The fund shorts only companies with at least a $1 billion market capitalization. "One of the things that has helped us is that we are in the larger-cap stocks, and the damage isn't so great when they go against you," Mr. Leuthold says.
The situation wasn't always this bleak. The bears roared loudly from 1985 to 1990, bringing home an average of 26% a year, Mr. Strunk says, beating the return of the S&P during the period.
"In the late 1980s and 1990, you could make money selling short even though the market was going up," Mr. Tice recalls. That is partly because in that period, unlike now, when individual stocks soared to heady valuations, they frequently came crashing back to earth.
Even though it has been a sweet market for longs and a sour market for shorts, that hasn't stopped the naysayers from placing bets that stocks will fall, albeit eventually.
The number of short sales outstanding on the both the New York Stock Exchange and the Nasdaq Stock Market is at or near record levels. The short-interest levels are considered a good gauge of the level of negative sentiment on Wall Street.
Mr. McEntire says his fund recently has received an increase in interest from investors about his short fund, but the money has yet to flow in. He says investors aren't interested in the long-term purposes of being short anymore; instead, they seem to crave the potential for short-term bonanzas. At a New Year's party he attended over the weekend, Mr.

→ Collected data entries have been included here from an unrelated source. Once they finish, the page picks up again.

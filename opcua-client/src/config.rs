//! Client configuration and builder
//!
//! `ClientConfig` holds the tunables of the client stack and can be loaded
//! from any serde format. `ClientBuilder` combines it with the runtime pieces
//! (endpoint, identity, transport, trust provider) and builds a `Session`.
//!
//! # Usage Example
//!
//! ```rust,no_run
//! use opcua_client::ClientBuilder;
//! use opcua_security::UserIdentity;
//! # async fn run(endpoint: opcua_services::EndpointDescription) -> opcua_core::UaResult<()> {
//! let session = ClientBuilder::new()
//!     .application_uri("urn:example:client")
//!     .session_timeout(std::time::Duration::from_secs(60))
//!     .endpoint(endpoint)
//!     .identity(UserIdentity::user_name("operator", "secret"))
//!     .build()?;
//! session.open().await?;
//! # Ok(())
//! # }
//! ```

use crate::channel::ChannelConfig;
use crate::session::Session;
use opcua_binary::DecodingOptions;
use opcua_core::{UaError, UaResult};
use opcua_security::{CertificateTrustProvider, TrustList, UserIdentity};
use opcua_services::EndpointDescription;
use opcua_transport::{TcpConnector, TcpSettings, TransportConnector};
use serde::{Deserialize, Serialize};
use std::sync::Arc;
use std::time::Duration;

/// Tunables of the client stack
#[derive(Debug, Clone, PartialEq, Serialize, Deserialize)]
#[serde(default)]
pub struct ClientConfig {
    pub application_uri: String,
    pub product_uri: String,
    pub application_name: String,
    pub session_name: String,
    /// Requested session timeout in milliseconds
    pub session_timeout_ms: u64,
    /// Default timeout of a single request in milliseconds
    pub request_timeout_ms: u64,
    /// Timeout of the TCP connect and the Hello/Acknowledge handshake
    pub connect_timeout_ms: u64,
    /// Requested security token lifetime in milliseconds
    pub channel_lifetime_ms: u32,
    /// Fraction of the token lifetime after which it is renewed
    pub token_renewal_ratio: f64,
    pub receive_buffer_size: u32,
    pub send_buffer_size: u32,
    /// Largest message accepted, 0 = unlimited
    pub max_message_size: u32,
    /// Most chunks accepted per message, 0 = unlimited
    pub max_chunk_count: u32,
    pub max_string_length: usize,
    pub max_byte_string_length: usize,
    pub max_array_length: usize,
    /// Publish requests kept outstanding per session
    pub max_inflight_publish: usize,
}

impl Default for ClientConfig {
    fn default() -> Self {
        let decoding = DecodingOptions::default();
        Self {
            application_uri: "urn:opcua-rs:client".to_string(),
            product_uri: "urn:opcua-rs".to_string(),
            application_name: "OPC UA Rust Client".to_string(),
            session_name: "opcua-rs session".to_string(),
            session_timeout_ms: 60_000,
            request_timeout_ms: 30_000,
            connect_timeout_ms: 10_000,
            channel_lifetime_ms: 3_600_000,
            token_renewal_ratio: 0.75,
            receive_buffer_size: 65_535,
            send_buffer_size: 65_535,
            max_message_size: decoding.max_message_size as u32,
            max_chunk_count: 0,
            max_string_length: decoding.max_string_length,
            max_byte_string_length: decoding.max_byte_string_length,
            max_array_length: decoding.max_array_length,
            max_inflight_publish: 1,
        }
    }
}

impl ClientConfig {
    /// Decoding limits derived from the configuration
    pub fn decoding_options(&self) -> DecodingOptions {
        DecodingOptions {
            max_message_size: self.max_message_size as usize,
            max_string_length: self.max_string_length,
            max_byte_string_length: self.max_byte_string_length,
            max_array_length: self.max_array_length,
            ..DecodingOptions::default()
        }
    }

    pub fn request_timeout(&self) -> Duration {
        Duration::from_millis(self.request_timeout_ms)
    }

    pub fn connect_timeout(&self) -> Duration {
        Duration::from_millis(self.connect_timeout_ms)
    }

    /// Check values that would make the stack unusable
    pub fn validate(&self) -> UaResult<()> {
        if !(0.1..=0.95).contains(&self.token_renewal_ratio) {
            return Err(UaError::InvalidData(format!(
                "token_renewal_ratio {} outside 0.1..=0.95",
                self.token_renewal_ratio
            )));
        }
        if self.max_inflight_publish == 0 {
            return Err(UaError::InvalidData("max_inflight_publish must be at least 1".to_string()));
        }
        if self.application_uri.is_empty() {
            return Err(UaError::InvalidData("application_uri is empty".to_string()));
        }
        Ok(())
    }
}

/// Builder for a client `Session`
#[derive(Clone, Default)]
pub struct ClientBuilder {
    config: ClientConfig,
    endpoint: Option<EndpointDescription>,
    identity: UserIdentity,
    connector: Option<Arc<dyn TransportConnector>>,
    trust_provider: Option<Arc<dyn CertificateTrustProvider>>,
}

impl std::fmt::Debug for ClientBuilder {
    fn fmt(&self, f: &mut std::fmt::Formatter<'_>) -> std::fmt::Result {
        f.debug_struct("ClientBuilder")
            .field("config", &self.config)
            .field("endpoint", &self.endpoint.as_ref().map(|e| e.endpoint_url.to_string()))
            .field("identity", &self.identity)
            .finish_non_exhaustive()
    }
}

impl ClientBuilder {
    pub fn new() -> Self {
        Self::default()
    }

    /// Start from an existing configuration
    pub fn from_config(config: ClientConfig) -> Self {
        Self {
            config,
            ..Self::default()
        }
    }

    pub fn application_uri(mut self, uri: &str) -> Self {
        self.config.application_uri = uri.to_string();
        self
    }

    pub fn product_uri(mut self, uri: &str) -> Self {
        self.config.product_uri = uri.to_string();
        self
    }

    pub fn application_name(mut self, name: &str) -> Self {
        self.config.application_name = name.to_string();
        self
    }

    pub fn session_name(mut self, name: &str) -> Self {
        self.config.session_name = name.to_string();
        self
    }

    pub fn session_timeout(mut self, timeout: Duration) -> Self {
        self.config.session_timeout_ms = timeout.as_millis() as u64;
        self
    }

    pub fn request_timeout(mut self, timeout: Duration) -> Self {
        self.config.request_timeout_ms = timeout.as_millis() as u64;
        self
    }

    /// Requested token lifetime and the fraction of it after which to renew
    pub fn token_lifetime(mut self, lifetime: Duration, renewal_ratio: f64) -> Self {
        self.config.channel_lifetime_ms = lifetime.as_millis().min(u32::MAX as u128) as u32;
        self.config.token_renewal_ratio = renewal_ratio;
        self
    }

    pub fn buffer_sizes(mut self, receive: u32, send: u32) -> Self {
        self.config.receive_buffer_size = receive;
        self.config.send_buffer_size = send;
        self
    }

    pub fn max_message_size(mut self, size: u32, chunk_count: u32) -> Self {
        self.config.max_message_size = size;
        self.config.max_chunk_count = chunk_count;
        self
    }

    pub fn max_inflight_publish(mut self, count: usize) -> Self {
        self.config.max_inflight_publish = count;
        self
    }

    /// Endpoint to connect to, as obtained from discovery
    pub fn endpoint(mut self, endpoint: EndpointDescription) -> Self {
        self.endpoint = Some(endpoint);
        self
    }

    pub fn identity(mut self, identity: UserIdentity) -> Self {
        self.identity = identity;
        self
    }

    /// Transport used to reach the server, TCP when not set
    pub fn connector(mut self, connector: Arc<dyn TransportConnector>) -> Self {
        self.connector = Some(connector);
        self
    }

    /// Trust provider, an empty `TrustList` when not set
    pub fn trust_provider(mut self, provider: Arc<dyn CertificateTrustProvider>) -> Self {
        self.trust_provider = Some(provider);
        self
    }

    pub fn config(&self) -> &ClientConfig {
        &self.config
    }

    /// Build a session for the configured endpoint
    ///
    /// # Errors
    /// `InvalidData` when no endpoint is set or the configuration is invalid,
    /// `BadSecurityPolicyRejected` for unsupported endpoint security.
    pub fn build(self) -> UaResult<Session> {
        self.config.validate()?;
        let endpoint = self
            .endpoint
            .ok_or_else(|| UaError::InvalidData("No endpoint configured".to_string()))?;
        let connector = self.connector.unwrap_or_else(|| {
            Arc::new(TcpConnector::new(TcpSettings::with_timeout(self.config.connect_timeout())))
        });
        let trust_provider = self
            .trust_provider
            .unwrap_or_else(|| Arc::new(TrustList::new()));
        let channel = ChannelConfig::new(&self.config, endpoint, connector, trust_provider)?;
        Ok(Session::new(self.config, channel, self.identity))
    }
}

McEntire says, all people were talking about were the money they were making on the hot tech stocks.
Still, the shorts will again have their day in the sun, the bears argue.
"People forget that Dean Witter and Charlie Merrill (founders of the brokerage firms Dean Witter Reynolds and Merrill Lynch, respectively) were warning people about the market in 1928 and 1929 and suffering derision from their friends because they were negative on the market," says Mr. Tice of Prudent Bear.
"We still think its too early to count the amount of money we lost versus the amount of money everyone else has made."